This blog post was published in 2011 in the ExtremeForge’s blog. I copy this post here to remind me my thought after the first and last Agile Cup (RIP).

A few days ago, the Agile Cup took place. This contest was the second try before the big event, on the last weekend of June. I’m not going back the contest itself or giving the full results.

So, what can we learn from the two programming sessions of 2-3hrs each?

Human Experience

When I started to work in a XP team in 2001, replace the human interaction in the center of the projet, was for me the most innovative. During the two Agile Cup sessions, I found those concepts.

In one hand: Competitors

At the end of both sessions, most of developers told us they had fun during the competition. Topics are for something: a word cloud or a solver for a ASCII maze are interesting problems and we do not have it in professional life.

But from my point of view, this satisfaction also comes from:

  • Freedom to organize their team, developers could choice their languages ​​and tools;
  • A clear definition of the problem, and easily testable;
  • The opportunity to deal with the organizers that answer as soon as possible;
  • And the availability to know new developers during the Agile Cup

At Extreme Forge we believe that developers should take pleasure in their work. We call it the hedonist development, and we think it is help to improve skills and productivity of teams.

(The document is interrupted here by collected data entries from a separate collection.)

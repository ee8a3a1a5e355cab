//! Per-resource, per-queue wait-index tracking (spec §4.D). Entirely
//! lock-free: every update is an atomic-max CAS retry loop, every read a
//! relaxed atomic load, matching spec §5's "Lock-free operations" list.

use crate::limits::MAX_QUEUES;
use crate::queue::Queue;
use std::sync::atomic::{AtomicU64, Ordering};

#[derive(Clone, Copy, Debug, PartialEq, Eq)]
pub enum Access {
    Read,
    Write,
    ReadWrite,
}

/// Two parallel `read`/`write` wait-index arrays, one entry per queue
/// (spec §4.D). Lives inside a persistent resource's property slot;
/// transient resources have no wait indices (they're never mutated while
/// GPU work is outstanding across a `clear()`).
pub struct WaitIndexTracker {
    read: [AtomicU64; MAX_QUEUES],
    write: [AtomicU64; MAX_QUEUES],
}

impl Default for WaitIndexTracker {
    fn default() -> Self {
        WaitIndexTracker {
            read: Default::default(),
            write: Default::default(),
        }
    }
}

fn atomic_max(cell: &AtomicU64, value: u64) {
    let mut current = cell.load(Ordering::Relaxed);
    while current < value {
        match cell.compare_exchange_weak(current, value, Ordering::Relaxed, Ordering::Relaxed) {
            Ok(_) => break,
            Err(observed) => current = observed,
        }
    }
}

impl WaitIndexTracker {
    /// Atomic-max of `value` against the wait indices implied by `access`
    /// (spec §4.D `set_wait`). CAS-retry on weak compare-exchange, relaxed
    /// ordering, until either `value` is installed or a racing caller has
    /// already installed something `>= value`.
    pub fn set_wait(&self, queue: u8, access: Access, value: u64) {
        let q = queue as usize;
        match access {
            Access::Write => atomic_max(&self.write[q], value),
            Access::Read => atomic_max(&self.read[q], value),
            Access::ReadWrite => {
                atomic_max(&self.write[q], value);
                atomic_max(&self.read[q], value);
            }
        }
    }

    /// Relaxed atomic load of the wait index implied by `access`. For
    /// `ReadWrite` this is the max of the read and write indices. CPU
    /// access under a combined access mode must be safe against either
    /// kind of prior GPU use.
    pub fn get_wait(&self, queue: u8, access: Access) -> u64 {
        let q = queue as usize;
        match access {
            Access::Write => self.write[q].load(Ordering::Relaxed),
            Access::Read => self.read[q].load(Ordering::Relaxed),
            Access::ReadWrite => self.read[q].load(Ordering::Relaxed).max(self.write[q].load(Ordering::Relaxed)),
        }
    }

    /// Spec §4.D: "for every queue `q`, `queue.last_completed_command >=
    /// get_wait(q, access)`."
    pub fn is_available_for_cpu(&self, queues: &[&dyn Queue], access: Access) -> bool {
        queues
            .iter()
            .all(|queue| queue.last_completed_command() >= self.get_wait(queue.index(), access))
    }

    /// Awaits every queue's completion of its outstanding wait index for
    /// `access`. A no-op if the resource was never marked `initialised`
    /// (spec §4.D).
    pub async fn wait_for_cpu_access(&self, queues: &[&dyn Queue], access: Access, initialised: bool) {
        if !initialised {
            return;
        }
        for queue in queues {
            let target = self.get_wait(queue.index(), access);
            queue.wait_for_command_completion(target).await;
        }
    }

    /// True if any wait index exceeds its queue's last-completed command;
    /// used by [`crate::wait_index::WaitIndexTracker::is_known_in_use`]'s
    /// caller alongside the `active_render_graphs` bitmask.
    pub fn has_outstanding_work(&self, queues: &[&dyn Queue]) -> bool {
        queues.iter().any(|queue| {
            let last = queue.last_completed_command();
            let q = queue.index() as usize;
            self.read[q].load(Ordering::Relaxed) > last || self.write[q].load(Ordering::Relaxed) > last
        })
    }

    /// Directly zeroes every wait index. Only safe once a slot is
    /// unreachable from any live handle (its generation was already
    /// bumped); used when a persistent slot is recycled, so a stale wait
    /// index can't leak into the next occupant. This bypasses the
    /// max-only discipline of `set_wait` deliberately; it is not part of
    /// the public "wait index only grows" contract a live resource relies on.
    pub fn reset(&self) {
        for cell in self.read.iter().chain(self.write.iter()) {
            cell.store(0, Ordering::Relaxed);
        }
    }
}

#[cfg(test)]
mod tests {
    use super::*;
    use crate::queue::test_support::TestQueue;

    #[test]
    fn monotonic_under_concurrent_set_wait() {
        let tracker = WaitIndexTracker::default();
        std::thread::scope(|scope| {
            scope.spawn(|| tracker.set_wait(1, Access::Write, 5));
            scope.spawn(|| tracker.set_wait(1, Access::Write, 3));
        });
        // Scenario S3: regardless of interleaving, the max value wins.
        assert_eq!(tracker.get_wait(1, Access::Write), 5);
    }

    #[test]
    fn set_wait_never_decreases() {
        let tracker = WaitIndexTracker::default();
        tracker.set_wait(0, Access::Read, 10);
        tracker.set_wait(0, Access::Read, 2);
        assert_eq!(tracker.get_wait(0, Access::Read), 10);
    }

    #[test]
    fn read_write_access_updates_both() {
        let tracker = WaitIndexTracker::default();
        tracker.set_wait(2, Access::ReadWrite, 9);
        assert_eq!(tracker.get_wait(2, Access::Read), 9);
        assert_eq!(tracker.get_wait(2, Access::Write), 9);
    }

    #[test]
    fn is_available_for_cpu_checks_every_queue() {
        let tracker = WaitIndexTracker::default();
        tracker.set_wait(0, Access::Write, 5);
        tracker.set_wait(1, Access::Write, 9);
        let q0 = TestQueue::new(0);
        let q1 = TestQueue::new(1);
        q0.complete(5);
        q1.complete(8);
        let queues: [&dyn Queue; 2] = [&q0, &q1];
        assert!(!tracker.is_available_for_cpu(&queues, Access::Write));
        q1.complete(9);
        assert!(tracker.is_available_for_cpu(&queues, Access::Write));
    }

    #[test]
    fn wait_for_cpu_access_is_noop_when_never_initialised() {
        let tracker = WaitIndexTracker::default();
        tracker.set_wait(0, Access::Write, 100);
        let q0 = TestQueue::new(0);
        let queues: [&dyn Queue; 1] = [&q0];
        crate::queue::test_support::block_on(tracker.wait_for_cpu_access(&queues, Access::Write, false));
        // didn't hang despite the queue never completing command 100.
    }

    #[test]
    fn wait_for_cpu_access_awaits_completion() {
        let tracker = WaitIndexTracker::default();
        tracker.set_wait(0, Access::Write, 3);
        let q0 = TestQueue::new(0);
        q0.complete(3);
        let queues: [&dyn Queue; 1] = [&q0];
        crate::queue::test_support::block_on(tracker.wait_for_cpu_access(&queues, Access::Write, true));
    }
}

On the other hand: Organizers

Another strange thing took place during Agile Cup beta. Gyms were created in /ut7 and af83. A gym is a place where developers can go to share space with others.

You’re probably wondering why these gyms may interest the organizers. Remember it is one of the XP practices: The client on site. Indeed, half an hour after the start of the cup, I want to be with some competitors. Being in a gym would have allowed me to see the work of developers, as craftsmen in their studios. It is an idealized image, but I can watch for hours the craftsmen at work.

The user experience of the first 2 sessions is satisfactory. But we can improvement the communication facilities between everybody.

Technical Experience

The initial idea of ​​Agile Cup was a contest which should benefit the teams that are use agile development. After two sessions, we can begin to compare technical practices implemented by different teams. There are 2 categories. The one which take advantage of the competition to practice a new language, and others who use well-known tools.

My tips to win

Here are the strategy of the winning teams:

Both teams used a revision control system. According to them, they use it out of habit and not by need. These two teams have also added that the presence of a revision control system.

Both did not really make TDD or even implemented unit tests for development. They use tests to understand the specifications and have confidence in their code. In fact the contest conditions, 3 hours to provide a code whose purpose is to go to the garbage, does not motivate to make any test. Even Kent Beck could approve : To Test or Not to Test? That’s a Good Question

Another XP practice, the pair programming was used by the team winning the Cup Agile beta and also a bit by the other one.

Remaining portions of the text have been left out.